The system still has limitations, panelists said. These include very few simultaneous changes per cell, inefficient homology-directed repair (HDR) to nonhomologous end-joining (NHEJ) ratio, and issues around efficient delivery to all cells or to a precise subset, said George M. Church, PhD, from Harvard Medical School in Boston.

Francoise Baylis, PhD, from Dalhousie University in Halifax, Nova Scotia, listed CRISPR users as another limitation, given the fierce competition the science is expected to seed among research teams, for-profit companies, and nation states. She also addressed the potential consequences of off-target effects, including lack of specificity and incomplete targeting. These, she said, “could have devastating effects on patients.” Gerold Schmitt-Ulms, PhD, from the University of Toronto, however, pointed to several improvements in the technology that should mitigate this concern.

The panelists had divergent views on the ethical issues regarding the use of CRISPR in humans. Gene editing in humans is not new, said Church. “It is not just used in human cells or embryos (as CRISPR has), but also in approved clinical trials (in human adults and children).”

Thompson agreed that appropriately consented human embryos can be gene edited to learn more about human biology, “but edited human embryos should not at this point be implanted in any woman’s womb with the intention of establishing a pregnancy,” she said. Schmitt-Ulms, however, argued the widespread fear that these experiments are the precursor to inevitable future uses of the technology in human genome engineering seems “overblown.”

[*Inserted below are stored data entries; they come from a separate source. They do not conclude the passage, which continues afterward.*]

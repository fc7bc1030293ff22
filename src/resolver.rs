//! Note resolution: every place on the neck where a note can be played.

use serde::Serialize;
use tracing::{debug, trace};

use crate::error::Result;
use crate::fretboard::Fretboard;
use crate::geometry::{FretCell, NeckGeometry};
use crate::pitch::{IntervalSpeller, Pitch, PitchParseError, PitchSpeller};

/// What to look for.
#[derive(Debug, Clone, PartialEq, Eq)]
pub enum NoteTarget {
    /// Every fret of every selected string.
    All,
    /// A pitch class ("C#") matches in every octave; a pitch with an
    /// octave ("C#3") matches only that octave.
    Note(Pitch),
}

impl NoteTarget {
    /// `"all"` (any case) or a note name.
    pub fn parse(input: &str) -> std::result::Result<Self, PitchParseError> {
        if input.trim().eq_ignore_ascii_case("all") {
            Ok(NoteTarget::All)
        } else {
            Ok(NoteTarget::Note(Pitch::parse(input)?))
        }
    }
}

/// Which strings to search, identified by their open-string pitch.
#[derive(Debug, Clone, Default, PartialEq, Eq)]
pub enum StringSelection {
    #[default]
    All,
    Only(Vec<Pitch>),
}

impl StringSelection {
    fn includes(&self, string: &Pitch) -> bool {
        match self {
            StringSelection::All => true,
            StringSelection::Only(strings) => strings.contains(string),
        }
    }
}

#[derive(Debug, Clone, PartialEq, Eq)]
pub struct NoteQuery {
    pub target: NoteTarget,
    pub strings: StringSelection,
}

impl NoteQuery {
    /// Every cell on every string.
    pub fn all() -> Self {
        Self {
            target: NoteTarget::All,
            strings: StringSelection::All,
        }
    }

    pub fn note(target: Pitch) -> Self {
        Self {
            target: NoteTarget::Note(target),
            strings: StringSelection::All,
        }
    }

    /// Restrict the search to the given strings.
    pub fn on_strings(mut self, strings: Vec<Pitch>) -> Self {
        self.strings = StringSelection::Only(strings);
        self
    }

    /// Build a query from note strings, e.g. `("C#", Some(&["E2"][..]))`.
    pub fn parse(target: &str, strings: Option<&[&str]>) -> std::result::Result<Self, PitchParseError> {
        let strings = match strings {
            None => StringSelection::All,
            Some(names) => StringSelection::Only(
                names
                    .iter()
                    .map(|s| Pitch::parse(s))
                    .collect::<std::result::Result<_, _>>()?,
            ),
        };
        Ok(Self {
            target: NoteTarget::parse(target)?,
            strings,
        })
    }
}

/// Matching cells on one string, in fret order.
#[derive(Debug, Clone, PartialEq, Serialize)]
pub struct StringLocations {
    pub string: Pitch,
    pub cells: Vec<FretCell>,
}

/// Query result: one entry per searched string, in tuning order. Strings
/// outside the selection are absent; searched strings without a match
/// are present with no cells.
#[derive(Debug, Clone, Default, PartialEq, Serialize)]
#[serde(transparent)]
pub struct NoteLocations {
    pub strings: Vec<StringLocations>,
}

impl NoteLocations {
    /// Number of strings present.
    pub fn len(&self) -> usize {
        self.strings.len()
    }

    pub fn is_empty(&self) -> bool {
        self.strings.is_empty()
    }

    /// Cells for one string, if it was searched.
    pub fn get(&self, string: &Pitch) -> Option<&[FretCell]> {
        self.strings
            .iter()
            .find(|s| &s.string == string)
            .map(|s| s.cells.as_slice())
    }

    /// Every cell, string by string.
    pub fn cells(&self) -> impl Iterator<Item = &FretCell> {
        self.strings.iter().flat_map(|s| s.cells.iter())
    }
}

/// Find every location of `query` on `fretboard` using the default
/// interval-based pitch spelling.
pub fn note_locations(query: &NoteQuery, fretboard: &Fretboard) -> Result<NoteLocations> {
    note_locations_with(&IntervalSpeller, query, fretboard)
}

/// Like [`note_locations`], with caller-supplied pitch arithmetic.
pub fn note_locations_with<S: PitchSpeller + ?Sized>(
    speller: &S,
    query: &NoteQuery,
    fretboard: &Fretboard,
) -> Result<NoteLocations> {
    let geometry = NeckGeometry::new(fretboard)?;
    let mut strings = Vec::new();

    for (source_index, open) in fretboard.tuning.iter().enumerate() {
        if !query.strings.includes(open) {
            continue;
        }

        let mut cells = Vec::new();
        for fret in 0..=fretboard.number_of_frets {
            let sounded = speller.transpose(open, fret as i32);
            if let Some(note) = match_note(speller, &query.target, sounded) {
                trace!(string = %open, fret, note = %note, "matched");
                cells.push(geometry.cell(fret, source_index, note)?);
            }
        }
        strings.push(StringLocations {
            string: open.clone(),
            cells,
        });
    }

    let locations = NoteLocations { strings };
    debug!(
        query = ?query.target,
        strings = locations.len(),
        matches = locations.cells().count(),
        "resolved note locations"
    );
    Ok(locations)
}

/// The note to report when `sounded` matches `target`, or None.
///
/// Enharmonic matches are respelled the way the caller asked ("C#" finds
/// a sounded Db and reports it as C#).
fn match_note<S: PitchSpeller + ?Sized>(speller: &S, target: &NoteTarget, sounded: Pitch) -> Option<Pitch> {
    let wanted = match target {
        NoteTarget::All => return Some(sounded),
        NoteTarget::Note(pitch) => pitch,
    };
    let key = if wanted.octave.is_some() {
        sounded.clone()
    } else {
        sounded.pitch_class()
    };

    if speller.enharmonic(&key) == *wanted {
        Some(speller.enharmonic(&sounded))
    } else if key == *wanted {
        Some(sounded)
    } else {
        None
    }
}

#[cfg(test)]
mod tests {
    use super::*;

    fn p(s: &str) -> Pitch {
        Pitch::parse(s).unwrap()
    }

    #[test]
    fn wildcard_matches_as_spelled() {
        let speller = IntervalSpeller;
        assert_eq!(match_note(&speller, &NoteTarget::All, p("Bb2")), Some(p("Bb2")));
    }

    #[test]
    fn pitch_class_ignores_octave() {
        let speller = IntervalSpeller;
        let target = NoteTarget::Note(p("C"));
        assert_eq!(match_note(&speller, &target, p("C3")), Some(p("C3")));
        assert_eq!(match_note(&speller, &target, p("C#3")), None);
    }

    #[test]
    fn octave_must_match_when_given() {
        let speller = IntervalSpeller;
        let target = NoteTarget::Note(p("C4"));
        assert_eq!(match_note(&speller, &target, p("C4")), Some(p("C4")));
        assert_eq!(match_note(&speller, &target, p("C3")), None);
        // octave 0 is a real octave
        let target = NoteTarget::Note(p("B0"));
        assert_eq!(match_note(&speller, &target, p("B1")), None);
    }

    #[test]
    fn enharmonic_matches_take_the_query_spelling() {
        let speller = IntervalSpeller;
        let target = NoteTarget::Note(p("C#"));
        assert_eq!(match_note(&speller, &target, p("Db4")), Some(p("C#4")));
        let target = NoteTarget::Note(p("Bb"));
        assert_eq!(match_note(&speller, &target, p("A#2")), Some(p("Bb2")));
    }

    #[test]
    fn parses_queries() {
        assert_eq!(NoteTarget::parse("ALL"), Ok(NoteTarget::All));
        let query = NoteQuery::parse("db", Some(&["E2", "A2"][..])).unwrap();
        assert_eq!(query.target, NoteTarget::Note(p("Db")));
        assert_eq!(query.strings, StringSelection::Only(vec![p("E2"), p("A2")]));
        assert!(NoteQuery::parse("Z", None).is_err());
        assert!(NoteQuery::parse("C", Some(&["E2", "nope"][..])).is_err());
    }
}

If, however, CRISPR becomes completely safe and effective, several panelists predicted it could be used to edit somatic cells of people or fetuses and embryos to prevent heritable diseases, even to edit the germline to prevent any future transmission of heritable diseases.

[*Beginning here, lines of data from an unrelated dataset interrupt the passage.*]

//! CSS-style shorthand box values.
//!
//! Padding is written the way CSS writes `padding`: a single number, or a
//! list of one to four numbers that expands clockwise from the top. The
//! expansion happens once, here; everything downstream works with a fully
//! populated [`BoxValue`].

use serde::{Deserialize, Serialize};

/// One side of a box, in CSS clockwise order.
#[derive(Debug, Clone, Copy, PartialEq, Eq, Hash, Serialize, Deserialize)]
#[serde(rename_all = "lowercase")]
pub enum Side {
    Top,
    Right,
    Bottom,
    Left,
}

impl Side {
    pub const ALL: [Side; 4] = [Side::Top, Side::Right, Side::Bottom, Side::Left];

    const fn slot(self) -> usize {
        match self {
            Side::Top => 0,
            Side::Right => 1,
            Side::Bottom => 2,
            Side::Left => 3,
        }
    }
}

/// A shorthand value as supplied by the caller.
#[derive(Debug, Clone, PartialEq, Serialize, Deserialize)]
#[serde(untagged)]
pub enum Shorthand {
    Scalar(f64),
    Sequence(Vec<f64>),
}

/// Per-side values. Sides that were not requested hold 0.
#[derive(Debug, Clone, Copy, Default, PartialEq, Serialize, Deserialize)]
pub struct BoxValue {
    pub top: f64,
    pub right: f64,
    pub bottom: f64,
    pub left: f64,
}

impl BoxValue {
    pub fn get(&self, side: Side) -> f64 {
        match side {
            Side::Top => self.top,
            Side::Right => self.right,
            Side::Bottom => self.bottom,
            Side::Left => self.left,
        }
    }

    fn set(&mut self, side: Side, value: f64) {
        match side {
            Side::Top => self.top = value,
            Side::Right => self.right = value,
            Side::Bottom => self.bottom = value,
            Side::Left => self.left = value,
        }
    }

    /// left + right.
    pub fn horizontal(&self) -> f64 {
        self.left + self.right
    }

    /// top + bottom.
    pub fn vertical(&self) -> f64 {
        self.top + self.bottom
    }
}

impl Shorthand {
    /// Expand into the four `[top, right, bottom, left]` slots.
    ///
    /// Empty sequences and negative or non-finite entries read as 0.
    pub fn expand(&self) -> [f64; 4] {
        let slots = match self {
            Shorthand::Scalar(v) => [*v; 4],
            Shorthand::Sequence(values) => match values.as_slice() {
                [] => [0.0; 4],
                [a] => [*a; 4],
                [a, b] => [*a, *b, *a, *b],
                [a, b, c] => [*a, *b, *c, *b],
                [a, b, c, d, ..] => [*a, *b, *c, *d],
            },
        };
        slots.map(|v| if v.is_finite() && v > 0.0 { v } else { 0.0 })
    }

    /// The value for one side.
    pub fn value(&self, side: Side) -> f64 {
        self.expand()[side.slot()]
    }

    /// A box populated only for the requested sides.
    pub fn sides(&self, sides: &[Side]) -> BoxValue {
        let slots = self.expand();
        let mut out = BoxValue::default();
        for &side in sides {
            out.set(side, slots[side.slot()]);
        }
        out
    }

    /// A box populated for all four sides.
    pub fn resolve(&self) -> BoxValue {
        self.sides(&Side::ALL)
    }
}

impl Default for Shorthand {
    fn default() -> Self {
        Shorthand::Scalar(0.0)
    }
}

impl From<f64> for Shorthand {
    fn from(value: f64) -> Self {
        Shorthand::Scalar(value)
    }
}

impl From<Vec<f64>> for Shorthand {
    fn from(values: Vec<f64>) -> Self {
        Shorthand::Sequence(values)
    }
}

impl From<&[f64]> for Shorthand {
    fn from(values: &[f64]) -> Self {
        Shorthand::Sequence(values.to_vec())
    }
}

impl<const N: usize> From<[f64; N]> for Shorthand {
    fn from(values: [f64; N]) -> Self {
        Shorthand::Sequence(values.to_vec())
    }
}

/// Resolve a shorthand value for a single side.
pub fn shorthand_value(value: &Shorthand, side: Side) -> f64 {
    value.value(side)
}

/// Resolve a shorthand value for a list of sides; the rest stay 0.
pub fn shorthand_sides(value: &Shorthand, sides: &[Side]) -> BoxValue {
    value.sides(sides)
}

Several panelists thought the technology would one day be called into action for eugenic reasons (improving appearance and intellectual capacity, for instance), a use to which most were adamantly opposed. As Baylis said: “I have argued elsewhere, and continue to believe, that human genetic enhancements are inevitable. This perspective is informed by a particular view of human nature having to do with capitalism, heedless liberalism, drive for knowledge, a desire to outperform, and a fair amount of hubris allowing us to believe that the future is ours for the shaping.”

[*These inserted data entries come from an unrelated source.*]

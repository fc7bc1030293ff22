//! Fret cells: the reference points and click rectangle for one
//! (fret, string) pair.

use serde::Serialize;

use super::fret_scale::FRET_DISTANCES;
use super::layout::*;
use crate::error::{FretboardError, Result};
use crate::fretboard::Fretboard;
use crate::pitch::{IntervalSpeller, Pitch, PitchSpeller};
use crate::shorthand::BoxValue;

/// The three x anchors of a cell, all on the string's row.
#[derive(Debug, Clone, Copy, PartialEq, Serialize)]
pub struct FretPositions {
    /// Nut side of the cell.
    pub before: Point,
    /// Fret line closing the cell.
    pub after: Point,
    /// Midpoint, where a note marker is drawn.
    pub between: Point,
}

/// Click target of a cell.
///
/// Cells built by this module always have `x1 <= x2` and `y1 <= y2`, in
/// both handedness modes.
#[derive(Debug, Clone, Copy, PartialEq, Serialize)]
pub struct Button {
    pub x1: f64,
    pub y1: f64,
    pub x2: f64,
    pub y2: f64,
}

impl Button {
    fn spanning(xa: f64, xb: f64, y1: f64, y2: f64) -> Self {
        Self {
            x1: xa.min(xb),
            y1,
            x2: xa.max(xb),
            y2,
        }
    }

    /// Inclusive point test. Works on unnormalized rectangles too.
    pub fn contains(&self, x: f64, y: f64) -> bool {
        let (left, right) = (self.x1.min(self.x2), self.x1.max(self.x2));
        let (top, bottom) = (self.y1.min(self.y2), self.y1.max(self.y2));
        x >= left && x <= right && y >= top && y <= bottom
    }
}

/// One playable position on the neck.
#[derive(Debug, Clone, PartialEq, Serialize)]
pub struct FretCell {
    /// Open-string pitch identifying the string.
    pub string: Pitch,
    /// 0 = open string.
    pub fret: usize,
    /// Sounded pitch.
    pub note: Pitch,
    pub frets: FretPositions,
    pub button: Button,
}

/// All per-fret and per-string coordinates for one fretboard, computed
/// once so that many cells can be located without recomputing the layout.
#[derive(Debug, Clone)]
pub struct NeckGeometry {
    width: f64,
    height: f64,
    padding: BoxValue,
    nut_width: f64,
    left_handed: bool,
    tuning: Vec<Pitch>,
    fret_xs: Vec<f64>,
    between_xs: Vec<f64>,
    rows: Vec<StringPosition>,
    spacing: f64,
}

impl NeckGeometry {
    pub fn new(fretboard: &Fretboard) -> Result<Self> {
        fretboard.validate()?;

        let Fretboard {
            width,
            height,
            ref padding,
            ref inner_padding,
            number_of_frets,
            ref tuning,
            left_handed,
            ..
        } = *fretboard;

        let fret_xs = fret_x_positions(width, padding, &FRET_DISTANCES, number_of_frets, left_handed)?;
        let between_xs =
            between_fret_x_positions(width, padding, &FRET_DISTANCES, number_of_frets, left_handed)?;
        let rows = string_positions(width, height, padding, tuning, inner_padding, left_handed);
        let padding = fretboard.padding_box();
        let spacing = string_spacing(height, &padding, &fretboard.inner_padding_box(), tuning.len());

        Ok(Self {
            width,
            height,
            padding,
            nut_width: fretboard.appearance.nut_width,
            left_handed,
            tuning: tuning.clone(),
            fret_xs,
            between_xs,
            rows,
            spacing,
        })
    }

    pub fn number_of_frets(&self) -> usize {
        self.fret_xs.len()
    }

    /// The cell for `fret` on the string at `source_index` of the tuning,
    /// reporting `note` as its sounded pitch.
    pub fn cell(&self, fret: usize, source_index: usize, note: Pitch) -> Result<FretCell> {
        if fret > self.number_of_frets() {
            return Err(FretboardError::invalid(format!(
                "fret {fret} is beyond the last fret {}",
                self.number_of_frets()
            )));
        }
        let string = self.tuning.get(source_index).ok_or_else(|| {
            FretboardError::invalid(format!(
                "string index {source_index} is outside a {}-string tuning",
                self.tuning.len()
            ))
        })?;

        let last_string = self.tuning.len() - 1;
        let y = self.rows[row_index_for_string(source_index, self.tuning.len())].y;
        let at = |x| Point { x, y };

        let p = &self.padding;
        let nut_line = if self.left_handed { self.width - p.left } else { p.left };
        let half_nut = self.nut_width / 2.0;
        let nut_edge = if self.left_handed {
            nut_line - half_nut
        } else {
            nut_line + half_nut
        };

        // Open strings sit between the canvas edge and the nut.
        let frets = if fret == 0 {
            let (before, after) = if self.left_handed {
                (nut_edge, self.width)
            } else {
                (0.0, nut_edge)
            };
            FretPositions {
                before: at(before),
                after: at(after),
                between: at(nut_line),
            }
        } else {
            let before = if fret == 1 { nut_edge } else { self.fret_xs[fret - 2] };
            FretPositions {
                before: at(before),
                after: at(self.fret_xs[fret - 1]),
                between: at(self.between_xs[fret - 1]),
            }
        };

        let mut button = Button::spanning(
            frets.before.x,
            frets.after.x,
            y - self.spacing / 2.0,
            y + self.spacing / 2.0,
        );
        // Outer strings reach the frame edge so there is no dead zone.
        if source_index == last_string {
            button.y1 = p.top;
        }
        if source_index == 0 {
            button.y2 = self.height - p.bottom;
        }

        Ok(FretCell {
            string: string.clone(),
            fret,
            note,
            frets,
            button,
        })
    }
}

/// Locate one (fret, string) cell. The sounded note is the open string
/// transposed up by `fret` semitones.
pub fn locate_fret_cell(fret: usize, string: &Pitch, fretboard: &Fretboard) -> Result<FretCell> {
    let geometry = NeckGeometry::new(fretboard)?;
    let source_index = fretboard.string_index(string).ok_or_else(|| {
        FretboardError::invalid(format!("string {string} is not part of the tuning"))
    })?;
    let note = IntervalSpeller.transpose(string, fret as i32);
    geometry.cell(fret, source_index, note)
}

#[cfg(test)]
mod tests {
    use super::*;

    #[test]
    fn spanning_orders_the_x_edges() {
        let button = Button::spanning(992.0, 887.748, 270.0, 300.0);
        assert_eq!(button.x1, 887.748);
        assert_eq!(button.x2, 992.0);
    }

    #[test]
    fn contains_is_inclusive_and_order_free() {
        let flipped = Button {
            x1: 10.0,
            y1: 20.0,
            x2: 0.0,
            y2: 0.0,
        };
        assert!(flipped.contains(0.0, 0.0));
        assert!(flipped.contains(10.0, 20.0));
        assert!(flipped.contains(5.0, 5.0));
        assert!(!flipped.contains(10.5, 5.0));
        assert!(!flipped.contains(5.0, -0.1));
    }

    #[test]
    fn geometry_rejects_out_of_range_cells() {
        let geometry = NeckGeometry::new(&Fretboard::default()).unwrap();
        assert_eq!(geometry.number_of_frets(), 12);
        let note = Pitch::parse("E2").unwrap();
        assert!(geometry.cell(12, 0, note.clone()).is_ok());
        assert!(geometry.cell(13, 0, note.clone()).is_err());
        assert!(geometry.cell(0, 6, note).is_err());
    }
}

Schmitt-Ulms said: “I am categorically opposed to the use of this technology in humans for the pursuit of nonmedical objectives, and I am not aware of any reasonable person who would advocate it.”

Rather, panelists highlighted more appropriate clinical and societal applications of the system in the future. These included reducing risk to embryos and lowering the number of induced and spontaneous abortions; improving the ability to feed and provide energy for humans while preserving or even improving the environment; ameliorating classic gene therapy; reducing single-gene, lethal defects or even eradicating certain fatal diseases; speeding drug discovery; and facilitating translational research by modeling critical aspects of diseases in eukaryotic cells or model organisms.

One concern, several of the panelists said, is that the technology would be limited only to wealthy nations and individuals that can afford it. “It is a sad truism that technological advancements generally tend to benefit wealthier segments of societies first,” said Schmitt-Ulms. “This technology will be no exception, and it is to be expected that access to certain CRISPR-Cas9 applications will first become available in places that have a well-functioning healthcare system.”